[[ DATA EXTRACT, beginning ]]
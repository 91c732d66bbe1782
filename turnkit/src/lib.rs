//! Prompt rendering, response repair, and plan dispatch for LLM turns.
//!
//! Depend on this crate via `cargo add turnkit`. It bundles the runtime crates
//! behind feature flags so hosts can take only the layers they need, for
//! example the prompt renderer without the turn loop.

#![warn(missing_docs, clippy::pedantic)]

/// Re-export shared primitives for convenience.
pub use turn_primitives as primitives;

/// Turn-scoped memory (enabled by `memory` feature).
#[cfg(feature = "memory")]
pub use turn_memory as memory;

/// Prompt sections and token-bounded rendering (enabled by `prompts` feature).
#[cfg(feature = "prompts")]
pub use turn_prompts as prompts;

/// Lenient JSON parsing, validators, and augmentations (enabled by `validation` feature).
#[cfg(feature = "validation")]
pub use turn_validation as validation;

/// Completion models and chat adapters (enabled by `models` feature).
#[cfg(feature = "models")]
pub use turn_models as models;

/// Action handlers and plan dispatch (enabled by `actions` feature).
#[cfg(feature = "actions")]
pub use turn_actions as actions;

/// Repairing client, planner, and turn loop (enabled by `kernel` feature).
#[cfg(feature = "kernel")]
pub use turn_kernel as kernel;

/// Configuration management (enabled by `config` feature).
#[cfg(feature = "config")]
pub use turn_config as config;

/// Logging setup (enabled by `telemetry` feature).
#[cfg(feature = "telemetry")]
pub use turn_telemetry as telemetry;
[[ DATA EXTRACT, end ]]
[[ DATA EXTRACT, beginning ]]
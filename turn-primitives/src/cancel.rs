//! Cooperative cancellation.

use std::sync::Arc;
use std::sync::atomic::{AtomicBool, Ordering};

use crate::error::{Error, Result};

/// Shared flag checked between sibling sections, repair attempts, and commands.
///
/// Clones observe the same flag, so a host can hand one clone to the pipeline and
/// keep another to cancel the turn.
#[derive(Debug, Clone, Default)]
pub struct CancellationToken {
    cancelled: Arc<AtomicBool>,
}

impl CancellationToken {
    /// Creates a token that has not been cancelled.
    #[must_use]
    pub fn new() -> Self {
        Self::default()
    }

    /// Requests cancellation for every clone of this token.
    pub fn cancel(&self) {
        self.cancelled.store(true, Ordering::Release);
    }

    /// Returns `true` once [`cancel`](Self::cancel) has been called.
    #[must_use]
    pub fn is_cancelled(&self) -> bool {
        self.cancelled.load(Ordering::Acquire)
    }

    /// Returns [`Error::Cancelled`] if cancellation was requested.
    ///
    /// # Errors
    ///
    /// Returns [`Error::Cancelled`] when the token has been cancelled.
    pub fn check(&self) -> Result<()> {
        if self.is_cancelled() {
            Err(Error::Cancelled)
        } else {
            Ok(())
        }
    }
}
[[ DATA EXTRACT, end ]]
[[ DATA EXTRACT, beginning ]]
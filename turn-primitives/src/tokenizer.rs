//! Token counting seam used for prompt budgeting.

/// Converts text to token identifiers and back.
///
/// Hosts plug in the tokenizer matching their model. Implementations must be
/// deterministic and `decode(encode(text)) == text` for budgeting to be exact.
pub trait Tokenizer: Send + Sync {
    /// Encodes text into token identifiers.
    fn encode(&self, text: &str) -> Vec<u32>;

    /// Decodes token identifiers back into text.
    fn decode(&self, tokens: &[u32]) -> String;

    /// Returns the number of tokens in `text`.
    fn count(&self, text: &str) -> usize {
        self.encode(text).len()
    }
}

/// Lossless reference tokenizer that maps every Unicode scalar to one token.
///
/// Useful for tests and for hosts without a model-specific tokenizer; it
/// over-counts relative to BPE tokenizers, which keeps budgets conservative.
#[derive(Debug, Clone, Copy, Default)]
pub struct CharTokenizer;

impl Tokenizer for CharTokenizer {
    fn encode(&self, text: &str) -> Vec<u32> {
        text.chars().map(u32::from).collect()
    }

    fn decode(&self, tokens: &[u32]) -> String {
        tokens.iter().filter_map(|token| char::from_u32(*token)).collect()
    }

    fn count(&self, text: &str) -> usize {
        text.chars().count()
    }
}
[[ DATA EXTRACT, end ]]
Copy the lines above exactly, beginning at the line that has "to be exact." and stopping after the line that has "back into text.", and omit the rest.

/// deterministic and `decode(encode(text)) == text` for budgeting to be exact.
pub trait Tokenizer: Send + Sync {
    /// Encodes text into token identifiers.
    fn encode(&self, text: &str) -> Vec<u32>;

    /// Decodes token identifiers back into text.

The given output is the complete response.